HIGH COURT OF ZIMBABWE
HUNGWE J
HARARE, 12, 13 & 15 July 2009 & 5 June 2013

Civil Trial

PC Paul, for the plaintiff
D Kufaruwenga, for the defendant

Introduction

HUNGWE J: Plaintiff, Mike Belinsky, (“Belinsky”) was driving his Cherokee Jeep in the inner lane eastwards along Paisley Road towards ZBC complex in Mbare. Two lanes are on each side of this road. Beside him was a commuter omnibus belonging to Tonderayi Chipere, (“Chipere”) the defendant. There appeared ahead both of them a road block manned by officers of the Vehicle Inspection Department. Suddenly the commuter omnibus driver swung to his right colliding into Belinsky’s Jeep. Belinsky holds Chipere liable as owner of thus bus for the cost of repairs to his Jeep. Chipere denies liability on the basis that the driver responsible for the collision was on a frolic of his own.

The parties agreed that the cost of repairs for the Grand Cherokee Jeep was US$3 550, 00. The only matter referred to trial was the issue of liability. Both the plaintiff and the defendant gave evidence and called one witness each.

The Evidence

The evidence given for Belinsky was fairly straight-forward. It was that as he was driving on the inner lane there was a commuter omnibus in the outer lane. It suddenly without notice, swung into his motor vehicle causing the damages which are subject of the suit. This accident occurred around mid-morning on a clear day. Ahead of the two motor vehicles was a road block manned by officers from the vehicle inspection department. Police Mbare attended the accident and caused both the omnibus and the Jeep to proceed to Mbare Police Station. The driver of the omnibus supplied the contact numbers for Chipere who was summoned to report at the police station. He did. Woman Constable Talent Kamonere interviewed both vehicles’ drivers. In court her evidence confirmed the version given by Belinsky. The omnibus driver apologized to Belinsky. She charged Betwell Mudiwa, the commuter omnibus driver under the appropriate section of the Road Traffic Act, [Cap 13: 11]. The driver paid an admission of guilt deposit fine at the police station on the same day. Both plaintiff and defendant met at the police station on the day of the accident and exchanged relevant particulars.

From the evidence led in court, the following facts are common cause. After the accident, police attended the scene. Police established that the person driving the commuter omnibus had hit into the Jeep driven by Belinsky. This person paid a deposit fine assessed at the police station. At that point no suggestion was made by either the defendant or anyone on his behalf that the person who was driving the motor vehicle assessed to be at fault that day by the police was not authorized to do so.

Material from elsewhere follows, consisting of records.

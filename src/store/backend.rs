//! Backend Module
//!
//! Contract of the remote key-value store client. A single connection is
//! shared by every record store, so implementations must be `Send + Sync`.

use async_trait::async_trait;
use thiserror::Error;

use super::policy::{ReadPolicy, ScanPolicy, WritePolicy};
use super::record::{Bin, Record, RecordKey};

// == Backend Error ==
#[derive(Error, Debug, Clone, PartialEq, Eq)]
pub enum BackendError {
    #[error("timeout: {0}")]
    Timeout(String),

    #[error("connection failed: {0}")]
    Connection(String),

    #[error("record exists: {0}")]
    RecordExists(String),

    #[error("record not found: {0}")]
    RecordNotFound(String),

    #[error("no index on field: {0}")]
    IndexNotFound(String),

    #[error("invalid argument: {0}")]
    InvalidArgument(String),
}

pub type BackendResult<T> = std::result::Result<T, BackendError>;

// == Index Type ==
#[derive(Debug, Clone, Copy, PartialEq, Eq)]
pub enum IndexType {
    Numeric,
    String,
}

// == Filter ==
/// Secondary-index predicate for queries.
#[derive(Debug, Clone, PartialEq, Eq)]
pub enum Filter {
    /// Numeric field within `[begin, end]`, inclusive
    Range { bin: String, begin: i64, end: i64 },
    Equal { bin: String, value: String },
}

impl Filter {
    pub fn range(bin: impl Into<String>, begin: i64, end: i64) -> Self {
        Filter::Range {
            bin: bin.into(),
            begin,
            end,
        }
    }

    pub fn bin(&self) -> &str {
        match self {
            Filter::Range { bin, .. } | Filter::Equal { bin, .. } => bin,
        }
    }
}

// == Statement ==
/// Query over one `(namespace, partition)`.
#[derive(Debug, Clone, PartialEq, Eq)]
pub struct Statement {
    pub namespace: String,
    pub partition: String,
    pub filter: Filter,
}

// == Backend Trait ==
#[async_trait]
pub trait Backend: Send + Sync + 'static {
    async fn exists(&self, policy: &ReadPolicy, key: &RecordKey) -> BackendResult<bool>;

    async fn get(&self, policy: &ReadPolicy, key: &RecordKey) -> BackendResult<Option<Record>>;

    /// Writes all bins as one record, honoring `policy.exists` and applying
    /// `policy.expiration` when set.
    async fn put(&self, policy: &WritePolicy, key: &RecordKey, bins: &[Bin]) -> BackendResult<()>;

    /// Returns whether a record was removed.
    async fn delete(&self, policy: &WritePolicy, key: &RecordKey) -> BackendResult<bool>;

    /// Resets the record's TTL to `policy.expiration`.
    async fn touch(&self, policy: &WritePolicy, key: &RecordKey) -> BackendResult<()>;

    /// Keys of every live record in a partition.
    async fn scan_keys(
        &self,
        policy: &ScanPolicy,
        namespace: &str,
        partition: &str,
    ) -> BackendResult<Vec<RecordKey>>;

    /// Resolves once the index is built.
    async fn create_index(
        &self,
        namespace: &str,
        partition: &str,
        index_name: &str,
        bin: &str,
        index_type: IndexType,
    ) -> BackendResult<()>;

    /// Keys of records matching the statement's filter.
    async fn query(
        &self,
        policy: &ReadPolicy,
        statement: &Statement,
    ) -> BackendResult<Vec<RecordKey>>;
}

The defendant raised the defence that since the person who was driving his omnibus at the time of the collision was not authorized to do so, therefore he is not liable for the damages arising out of the collision. In order for this defence to succeed the defendant must satisfy the defendant on a balance that the person found by the police to be at fault was not authorized to drive that omnibus. In court the defendant said that after he arrived at the police station in response to a call from the plaintiff. Upon arrival at Mbare police station, he could not locate his driver. He proceeded to Mbare looking for him. Upon locating him, he learnt from his driver one Winfred Ziswa, that a tout or a rank going by the name Masimba had taken the motor vehicle without his permission after which he was involved in an accident. He and his driver went out in search of Masimba. They found him. Masimba, according to the defendant, blamed plaintiff for the accident. Masimba had explained the deposit fine he paid at Mbare soon after the accident by saying that this was issued against him for the omnibus vehicle defects. He had not paid attention to the exact details appearing on the face of the ticket. As for the different name in which the ticket was issued, Masimba stated to the defendant that he had simply asked for a passenger to bail him out with a driver’s licence as he is a non-holder.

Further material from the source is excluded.